When thinking about products in a straight line you get a pattern that looks like this: you buy something, you use something, and you throw the thing out. Yet, in nature, when something is done serving its purpose, it decomposes or rots, becoming a source of new energy for life. Nature is cyclical and interconnected. If we can integrate our industrialized society with the natural cycle of life, we'd end up creating products that break the mold of 'use me today and throw me away tomorrow.' It connects us to a bigger reality when we find soloutions for what to do next when a product reaches its end of lifeWW.

There’s a diagram called the Butterfly Diagram. It has two main focuses, a biological cycle and a technical cycle. It's a feedback-rich system which makes it circular. The technical side thinks of ways to be restorative, using recycling as the loop of last resort. It’s the more inner feedback loops within the Butterfly Diagram that provides better options for the product before getting to the recycling stage. This includes remanufacturing, reusing, and maintenance. On the biological side of the diagram, it includes the materials used, and thinks of ways of creating flows of energy, materials and information that can return positively and safely into the system, rebuilding and restoring its environment naturally. By thinking resourcefully, we can find ways of using biological materials to do things like generate energy, become fertilizers, be used for the extraction of chemicals, and cascades. Cascades is an under explored area that takes a high quality piece of material and finds many different ways to reuse it. A suit made of cotton, for instance, is made of a material that can be reused for insulation, cleaning products, wipes, or stuffing in a car seat before positively and safely returning it into the natural system.

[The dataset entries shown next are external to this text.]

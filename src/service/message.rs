//! Message service
//!
//! Direct messages and the notifications they raise.

use std::sync::Arc;

use chrono::Utc;
use serde_json::json;

use crate::data::{
    Database, Message, MessageWithSender, Notification, NotificationName, Page, User,
    epoch_seconds,
};
use crate::error::AppError;
use crate::replica::{DualWriteDispatcher, Mutation};

use super::{SHORT_TEXT_MAX_CHARS, require_text};

/// Message service
pub struct MessageService {
    db: Arc<Database>,
    replica: DualWriteDispatcher,
    per_page: usize,
}

impl MessageService {
    pub fn new(db: Arc<Database>, replica: DualWriteDispatcher, per_page: usize) -> Self {
        Self {
            db,
            replica,
            per_page,
        }
    }

    /// Send a message and refresh the recipient's unread counter
    ///
    /// # Errors
    /// `NotFound` for an unknown recipient, `Validation` for an empty or
    /// over-long body
    pub async fn send_message(
        &self,
        sender: &User,
        recipient_username: &str,
        body: &str,
    ) -> Result<Message, AppError> {
        let body = require_text("message", body, SHORT_TEXT_MAX_CHARS)?;
        let recipient = self
            .db
            .get_user_by_username(recipient_username)
            .await?
            .ok_or(AppError::NotFound)?;

        let (message, notification) = self
            .db
            .send_message(sender.id, recipient.id, body, Utc::now())
            .await?;
        tracing::info!(
            message_id = message.id,
            sender_id = sender.id,
            recipient_id = recipient.id,
            "Message sent"
        );
        self.replica
            .dispatch("send_message", Mutation::UpsertMessage(message.clone()));
        self.replica.dispatch(
            "add_notification",
            Mutation::ReplaceNotification(notification),
        );

        Ok(message)
    }

    /// Open the inbox: mark everything read and return one page
    pub async fn read_messages(
        &self,
        user: &User,
        page: u32,
    ) -> Result<Page<MessageWithSender>, AppError> {
        let user_after = self.db.mark_messages_read(user.id, Utc::now()).await?;
        self.replica
            .dispatch("read_messages", Mutation::UpsertUser(user_after));
        self.notify_unread(user.id, 0).await?;

        self.db
            .messages_received_page(user.id, page, self.per_page)
            .await
    }

    /// Notifications newer than `since` (epoch seconds), oldest first
    pub async fn notifications_since(
        &self,
        user: &User,
        since: f64,
    ) -> Result<Vec<Notification>, AppError> {
        self.db.notifications_since(user.id, since).await
    }

    async fn notify_unread(&self, user_id: i64, unread: i64) -> Result<Notification, AppError> {
        let notification = self
            .db
            .replace_notification(
                user_id,
                NotificationName::UnreadMessageCount.as_str(),
                &json!(unread),
                epoch_seconds(Utc::now()),
            )
            .await?;
        self.replica.dispatch(
            "add_notification",
            Mutation::ReplaceNotification(notification.clone()),
        );
        Ok(notification)
    }
}

#[cfg(test)]
mod tests {
    use super::*;
    use crate::data::NewUser;
    use tempfile::TempDir;

    async fn create_service() -> (MessageService, Arc<Database>, TempDir) {
        let temp_dir = TempDir::new().unwrap();
        let db = Arc::new(
            Database::connect(&temp_dir.path().join("service-message.db"))
                .await
                .unwrap(),
        );
        let service = MessageService::new(db.clone(), DualWriteDispatcher::disabled(), 10);
        (service, db, temp_dir)
    }

    async fn create_user(db: &Database, username: &str) -> User {
        db.insert_user(&NewUser {
            username: username.to_string(),
            email: format!("{username}@example.com"),
            password_hash: "hash".to_string(),
        })
        .await
        .unwrap()
    }

    #[tokio::test]
    async fn sending_updates_unread_notification() {
        let (service, db, _temp_dir) = create_service().await;
        let alice = create_user(&db, "alice").await;
        let bob = create_user(&db, "bob").await;

        service.send_message(&alice, "bob", "one").await.unwrap();
        service.send_message(&alice, "bob", "two").await.unwrap();

        let notifications = service.notifications_since(&bob, 0.0).await.unwrap();
        assert_eq!(notifications.len(), 1);
        assert_eq!(notifications[0].name, "unread_message_count");
        assert_eq!(notifications[0].data(), json!(2));
    }

    #[tokio::test]
    async fn reading_resets_counter() {
        let (service, db, _temp_dir) = create_service().await;
        let alice = create_user(&db, "alice").await;
        let bob = create_user(&db, "bob").await;
        service.send_message(&alice, "bob", "hello").await.unwrap();

        let page = service.read_messages(&bob, 1).await.unwrap();
        assert_eq!(page.items.len(), 1);
        assert_eq!(page.items[0].sender_username, "alice");

        let notifications = service.notifications_since(&bob, 0.0).await.unwrap();
        assert_eq!(notifications[0].data(), json!(0));
        assert_eq!(db.unread_message_count(bob.id).await.unwrap(), 0);
    }

    #[tokio::test]
    async fn send_rejects_unknown_recipient_and_long_body() {
        let (service, db, _temp_dir) = create_service().await;
        let alice = create_user(&db, "alice").await;
        create_user(&db, "bob").await;

        assert!(matches!(
            service.send_message(&alice, "carol", "hi").await,
            Err(AppError::NotFound)
        ));
        assert!(matches!(
            service
                .send_message(&alice, "bob", &"x".repeat(SHORT_TEXT_MAX_CHARS + 1))
                .await,
            Err(AppError::Validation(_))
        ));
    }
}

It’s important to remember, the economy is designed by us to work in a ceratin way. When designers see the systemic context of this man made economy, we realize that it can be redesigned and improved, playing an important role in innovating the circular economy. Design activists and networks of organizations create spaces for this free thinking to take place, resulting in a diversity of thinking that combines inclusive and collaborative values that enhance the input and working conditions to strengthen the design thinking process.

The power of design is being able to shape the future that we want, and it all starts with a space to see and think differently. By stepping back and zooming in closer from different levels of complexity can help us think about the system that the object or experience is part of in order to see how they might influence the system through the idea of circularity. As humans have done throughout the history, learning from nature is one of the best ways to generate new ideas for circular design. Just as nature evolves and finds ways to improve, products and innovations that come from circular design will too.